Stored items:
**********

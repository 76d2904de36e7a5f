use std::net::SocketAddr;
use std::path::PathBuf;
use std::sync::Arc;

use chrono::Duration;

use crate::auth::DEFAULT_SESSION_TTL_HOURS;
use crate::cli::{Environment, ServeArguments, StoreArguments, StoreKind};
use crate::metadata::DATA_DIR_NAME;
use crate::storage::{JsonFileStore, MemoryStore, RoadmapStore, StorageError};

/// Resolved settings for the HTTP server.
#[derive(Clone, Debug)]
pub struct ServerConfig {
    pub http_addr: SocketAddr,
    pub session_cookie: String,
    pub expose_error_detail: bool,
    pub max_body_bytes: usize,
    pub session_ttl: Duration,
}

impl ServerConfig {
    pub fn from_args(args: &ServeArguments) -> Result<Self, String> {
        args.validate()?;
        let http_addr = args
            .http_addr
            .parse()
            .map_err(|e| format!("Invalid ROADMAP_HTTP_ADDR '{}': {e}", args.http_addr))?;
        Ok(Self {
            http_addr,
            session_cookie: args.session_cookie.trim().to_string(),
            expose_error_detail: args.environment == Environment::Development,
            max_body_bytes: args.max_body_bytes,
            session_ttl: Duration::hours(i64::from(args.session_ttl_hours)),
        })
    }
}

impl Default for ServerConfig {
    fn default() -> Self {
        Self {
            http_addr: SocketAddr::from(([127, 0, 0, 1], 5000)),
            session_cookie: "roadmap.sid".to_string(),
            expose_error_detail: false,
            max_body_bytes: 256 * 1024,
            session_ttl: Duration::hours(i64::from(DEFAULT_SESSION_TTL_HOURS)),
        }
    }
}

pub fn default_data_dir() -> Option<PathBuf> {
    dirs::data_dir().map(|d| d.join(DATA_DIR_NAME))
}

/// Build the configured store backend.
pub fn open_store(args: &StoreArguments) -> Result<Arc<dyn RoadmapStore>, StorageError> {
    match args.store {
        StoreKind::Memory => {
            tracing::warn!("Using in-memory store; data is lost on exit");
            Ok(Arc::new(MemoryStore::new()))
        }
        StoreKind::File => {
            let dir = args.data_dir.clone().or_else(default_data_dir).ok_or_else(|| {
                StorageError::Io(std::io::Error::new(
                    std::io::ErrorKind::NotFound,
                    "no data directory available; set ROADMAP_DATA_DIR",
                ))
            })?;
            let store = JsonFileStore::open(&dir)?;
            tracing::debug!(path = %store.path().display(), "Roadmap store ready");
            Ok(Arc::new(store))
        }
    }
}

**********

__TASK OBJECTIVE__. What is needed is an exact copy of all the entries.

__ANSWER SPACE__.
repository 76d2904de36e7a5f
use std::net::SocketAddr;
use std::path::PathBuf;
use std::sync::Arc;

use chrono::Duration;

use crate::auth::DEFAULT_SESSION_TTL_HOURS;
use crate::cli::{Environment, ServeArguments, StoreArguments, StoreKind};
use crate::metadata::DATA_DIR_NAME;
use crate::storage::{JsonFileStore, MemoryStore, RoadmapStore, StorageError};

/// Resolved settings for the HTTP server.
#[derive(Clone, Debug)]
pub struct ServerConfig {
    pub http_addr: SocketAddr,
    pub session_cookie: String,
    pub expose_error_detail: bool,
    pub max_body_bytes: usize,
    pub session_ttl: Duration,
}

impl ServerConfig {
    pub fn from_args(args: &ServeArguments) -> Result<Self, String> {
        args.validate()?;
        let http_addr = args
            .http_addr
            .parse()
            .map_err(|e| format!("Invalid ROADMAP_HTTP_ADDR '{}': {e}", args.http_addr))?;
        Ok(Self {
            http_addr,
            session_cookie: args.session_cookie.trim().to_string(),
            expose_error_detail: args.environment == Environment::Development,
            max_body_bytes: args.max_body_bytes,
            session_ttl: Duration::hours(i64::from(args.session_ttl_hours)),
        })
    }
}

impl Default for ServerConfig {
    fn default() -> Self {
        Self {
            http_addr: SocketAddr::from(([127, 0, 0, 1], 5000)),
            session_cookie: "roadmap.sid".to_string(),
            expose_error_detail: false,
            max_body_bytes: 256 * 1024,
            session_ttl: Duration::hours(i64::from(DEFAULT_SESSION_TTL_HOURS)),
        }
    }
}

pub fn default_data_dir() -> Option<PathBuf> {
    dirs::data_dir().map(|d| d.join(DATA_DIR_NAME))
}

/// Build the configured store backend.
pub fn open_store(args: &StoreArguments) -> Result<Arc<dyn RoadmapStore>, StorageError> {
    match args.store {
        StoreKind::Memory => {
            tracing::warn!("Using in-memory store; data is lost on exit");
            Ok(Arc::new(MemoryStore::new()))
        }
        StoreKind::File => {
            let dir = args.data_dir.clone().or_else(default_data_dir).ok_or_else(|| {
                StorageError::Io(std::io::Error::new(
                    std::io::ErrorKind::NotFound,
                    "no data directory available; set ROADMAP_DATA_DIR",
                ))
            })?;
            let store = JsonFileStore::open(&dir)?;
            tracing::debug!(path = %store.path().display(), "Roadmap store ready");
            Ok(Arc::new(store))
        }
    }
}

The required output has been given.